In 1956 the Ministry of Education and Culture - MEC granted a ₢$20 million appropriation for the installment of the school, and in 1957 the state decree no. 3734 was established by Governor Jânio Quadros to enforce the partnership among the São Paulo Government, the Brazilian Ministry of Education and Culture and the São Bernardo do Campo Government to establish the facility. The construction has been started in 1958 at a 170000 m2 site.
In 1964 a council was set to manage a cooperation agreement between the Brazilian government and the former Federal Republic of Germany government to allow the latter to provide equipment, techniques and teachers to improve the teaching level in the school. Such agreement would allow the insertion of German educators for five years into the facility to be gradually substituted by their Brazilian counterparts. However, in 1967, the agreement was not fully operational as the school still was in construction, with a 60% completion rate and offering the construction of machines and engines as its only course, although the Industrial Engineering Faculty of the Pontifical Catholic University of São Paulo (now known as Centro Universitário da FEI) already was using part of the facilities. In the year before, the school has been named Lauro Gomes after the former city mayor died in 1964.

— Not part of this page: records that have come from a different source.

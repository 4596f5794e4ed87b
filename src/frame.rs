use crate::invariants::{debug_assert_slot_ticket, debug_assert_unpublished};
use std::cell::UnsafeCell;
use std::mem::MaybeUninit;
use std::sync::atomic::{AtomicU32, AtomicU64, Ordering};
use std::sync::{Arc, Condvar, Mutex, OnceLock};

// =============================================================================
// MEMORY ORDERING & SYNCHRONIZATION STRATEGY
// =============================================================================
//
// A frame is one 64-slot chunk of an append-only stream. Writers reserve a
// slot with a fetch-add ticket, fill it, then publish it by OR-ing the
// slot's bit into the occupancy mask:
//
// **Writer (publish path):**
// 1. `count.fetch_add(1)` with Relaxed - the ticket alone assigns slot
//    ownership; no data is transferred through it
// 2. Write the value into `slots[ticket]` (exclusive by ticket ownership)
// 3. `mask.fetch_or(1 << ticket)` with Release - publishes the slot write
//
// **Reader (consume path):**
// 1. Load `mask` with Acquire (synchronizes with the writer's Release)
// 2. If the slot's bit is set, read `slots[i]` (immutable from now on)
//
// **Rollover:**
// The single writer whose ticket equals the slot count creates the
// successor frame with its value already published in slot 0, then
// installs it via `next`. `OnceLock` gives the store/load pair
// Release/Acquire ordering, so observing `next` implies slot 0 of the
// successor is readable. Writers with larger tickets spin until `next`
// appears and retry there; rollover is wait-free for everyone else.
//
// **Slot invariants:**
// - A slot is written exactly once, by the ticket owner, before its mask
//   bit is set; from then on it is immutable for the frame's lifetime.
// - `count` is monotone; `next`, once set, never changes.
//
// =============================================================================

/// Number of value slots per frame. The occupancy mask is a `u64`, one
/// bit per slot.
pub(crate) const SLOTS: usize = 64;

/// Park/wake pad shared by a stream and all of its frames.
///
/// The mutex protects nothing but the condition variable handshake: the
/// data path is atomics only. Publishers take the lock around the
/// broadcast so a consumer between its predicate check and its wait
/// cannot miss the wakeup.
pub(crate) struct Notify {
    pub(crate) mu: Mutex<()>,
    pub(crate) cond: Condvar,
}

impl Notify {
    pub(crate) fn new() -> Self {
        Self {
            mu: Mutex::new(()),
            cond: Condvar::new(),
        }
    }

    /// Wake every parked consumer. Consumers cannot tell which slot was
    /// just published, so every publish broadcasts.
    pub(crate) fn broadcast(&self) {
        let _guard = self.mu.lock().unwrap();
        self.cond.notify_all();
    }
}

/// One 64-slot chunk of the stream.
///
/// Frames own their successor, so a cursor holding any frame keeps the
/// rest of the stream reachable. The stream owns the chain root and
/// never frees frames while it lives; dropping it reclaims the prefix
/// up to the earliest frame a live cursor still holds.
pub(crate) struct Frame<T> {
    slots: [UnsafeCell<MaybeUninit<T>>; SLOTS],
    /// Bit i set (Release) only after `slots[i]` is fully written.
    mask: AtomicU64,
    /// Reservation ticket; the fetch-add result names the owned slot.
    count: AtomicU32,
    /// Successor frame; empty until the rollover owner installs it.
    next: OnceLock<Arc<Frame<T>>>,
    /// Park/wake pad of the owning stream. A relation, not ownership.
    notify: Arc<Notify>,
}

// SAFETY: slots are written exactly once by their ticket owner before
// publication and read-only afterwards; all cross-thread handoff goes
// through the mask/next Release-Acquire pairs. `T: Sync` because many
// readers share `&T` to the same slot.
unsafe impl<T: Send + Sync> Send for Frame<T> {}
unsafe impl<T: Send + Sync> Sync for Frame<T> {}

impl<T> Frame<T> {
    /// Creates a frame with `value` already published in slot 0.
    ///
    /// Both the stream's first frame and every rollover frame start this
    /// way, so a visible frame always has at least one readable slot.
    pub(crate) fn with_first(value: T, notify: Arc<Notify>) -> Self {
        let mut frame = Self {
            slots: std::array::from_fn(|_| UnsafeCell::new(MaybeUninit::uninit())),
            mask: AtomicU64::new(1),
            count: AtomicU32::new(1),
            next: OnceLock::new(),
            notify,
        };
        *frame.slots[0].get_mut() = MaybeUninit::new(value);
        frame
    }

    /// Reserve the next slot ticket.
    #[inline]
    pub(crate) fn claim(&self) -> u32 {
        self.count.fetch_add(1, Ordering::Relaxed)
    }

    /// Write `value` into the slot named by `ticket` and publish it.
    ///
    /// # Safety
    ///
    /// `ticket` must have been returned by `claim` on this frame and be
    /// `< SLOTS`; the ticket discipline makes the slot exclusively ours.
    pub(crate) unsafe fn publish(&self, ticket: u32, value: T) {
        debug_assert_slot_ticket!(ticket, SLOTS);
        // SAFETY: caller contract - the slot belongs to this ticket and
        // has never been written.
        unsafe { (*self.slots[ticket as usize].get()).write(value) };
        let mask = self.mask.fetch_or(1 << ticket, Ordering::Release);
        debug_assert_unpublished!(mask, ticket);
    }

    /// Whether slot `index` has been published.
    #[inline]
    pub(crate) fn is_published(&self, index: u32) -> bool {
        self.mask.load(Ordering::Acquire) & (1 << index) != 0
    }

    /// Borrow the value in slot `index`.
    ///
    /// # Safety
    ///
    /// The caller must have observed `is_published(index)`; the Acquire
    /// load there pairs with the publisher's Release.
    pub(crate) unsafe fn value(&self, index: u32) -> &T {
        // SAFETY: published slots are initialized and immutable.
        unsafe { (*self.slots[index as usize].get()).assume_init_ref() }
    }

    /// Number of slots up to and including the highest published one.
    ///
    /// A straggling writer may leave a lower bit briefly unset; counting
    /// from the top keeps the fill monotone, which is what cursor length
    /// arithmetic needs.
    #[inline]
    pub(crate) fn fill(&self) -> usize {
        (u64::BITS - self.mask.load(Ordering::Acquire).leading_zeros()) as usize
    }

    #[inline]
    pub(crate) fn successor(&self) -> Option<&Arc<Frame<T>>> {
        self.next.get()
    }

    /// Install the successor frame. Called only by the rollover owner.
    pub(crate) fn install_successor(&self, next: Arc<Frame<T>>) {
        let installed = self.next.set(next).is_ok();
        debug_assert!(installed, "successor installed twice");
    }

    #[inline]
    pub(crate) fn notify(&self) -> &Notify {
        &self.notify
    }
}

impl<T> Drop for Frame<T> {
    fn drop(&mut self) {
        // Drop exactly the published slots. Claimed-but-unpublished
        // tickets never reached a slot write.
        let mask = *self.mask.get_mut();
        for i in 0..SLOTS {
            if mask & (1 << i) != 0 {
                // SAFETY: the bit proves the slot was initialized, and
                // `&mut self` proves no reader remains.
                unsafe { self.slots[i].get_mut().assume_init_drop() };
            }
        }
        // Unlink the chain iteratively so dropping a long stream does
        // not recurse once per frame.
        let mut next = self.next.take();
        while let Some(frame) = next.take() {
            match Arc::try_unwrap(frame) {
                Ok(mut frame) => next = frame.next.take(),
                // A live cursor still owns the rest of the chain.
                Err(_) => break,
            }
        }
    }
}

#[cfg(test)]
mod tests {
    use super::*;

    #[test]
    fn test_with_first_publishes_slot_zero() {
        let frame = Frame::with_first(7u64, Arc::new(Notify::new()));

        assert!(frame.is_published(0));
        assert!(!frame.is_published(1));
        assert_eq!(unsafe { *frame.value(0) }, 7);
        assert_eq!(frame.fill(), 1);
    }

    #[test]
    fn test_tickets_are_dense() {
        let frame = Frame::with_first(0u64, Arc::new(Notify::new()));

        for expected in 1..SLOTS as u32 + 4 {
            assert_eq!(frame.claim(), expected);
        }
    }

    #[test]
    fn test_fill_tracks_highest_bit() {
        let frame = Frame::with_first(0u64, Arc::new(Notify::new()));

        for i in 1..10 {
            let ticket = frame.claim();
            unsafe { frame.publish(ticket, i) };
        }
        assert_eq!(frame.fill(), 10);
    }

    #[test]
    fn test_drop_frees_published_slots_only() {
        use std::sync::atomic::AtomicUsize;

        static DROPPED: AtomicUsize = AtomicUsize::new(0);

        struct Tracked;
        impl Drop for Tracked {
            fn drop(&mut self) {
                DROPPED.fetch_add(1, Ordering::SeqCst);
            }
        }

        DROPPED.store(0, Ordering::SeqCst);
        let frame = Frame::with_first(Tracked, Arc::new(Notify::new()));
        let ticket = frame.claim();
        unsafe { frame.publish(ticket, Tracked) };
        // A claimed ticket with no publish must not be dropped.
        frame.claim();
        drop(frame);

        assert_eq!(DROPPED.load(Ordering::SeqCst), 2);
    }
}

In the 1970s other programs have been started, such as electronics, electrotechnics, designing of tools and machining fixtures, and industrial laboratory technician. The Electronic data processing course has been established in 1985.

== Adjoining the State Technical School Center ==

In 1980, state decree no. 16309 ordered the school to join Centro Paula Souza, effective January 1, 1981, thus being one of the state-managed technical schools in São Paulo. The law has been enacted by Governor Paulo Maluf.

== The Reform ==

The vocational program and the high school programs were fused into a single lesson plan, the latter frequently adapted to match the skills needed in the first one. However the national technical education reform of 1997 deterred, in practice, the continuation of such scheme, stating only 25% of the full educational schedule could be allocated for vocational lessons. Although such resolution has been superseded in 2004, the liaisons between the vocational and the high school classes were reinstalled as an option, thus allowing the continuation of separate courses offering.

== Habilitations Offered ==

As of 2014, along with the high school classes, the following vocational habilitations are available:

- Accounting
- Business Administration
- Chemistry (derived from former industrial laboratory technician course)
- Electronics
- Industrial Automation
- Informatics (derived from former data processing course)
- Internet-oriented Informatics
- Logistics
- Mechatronics (derived from former mechanics course)
- Office management
- Power electronics (derived from former electrotechnics course)

== Admission ==

Admission to the school involves an exam called vestibulinho (Portuguese diminutive form of vestibular, the most dominant admission test employed for those seeking to ingress in a college in Brazil). It is a multiple choice test with 50 questions, ranging from Portuguese, to Math, to Natural Sciences and Human Sciences.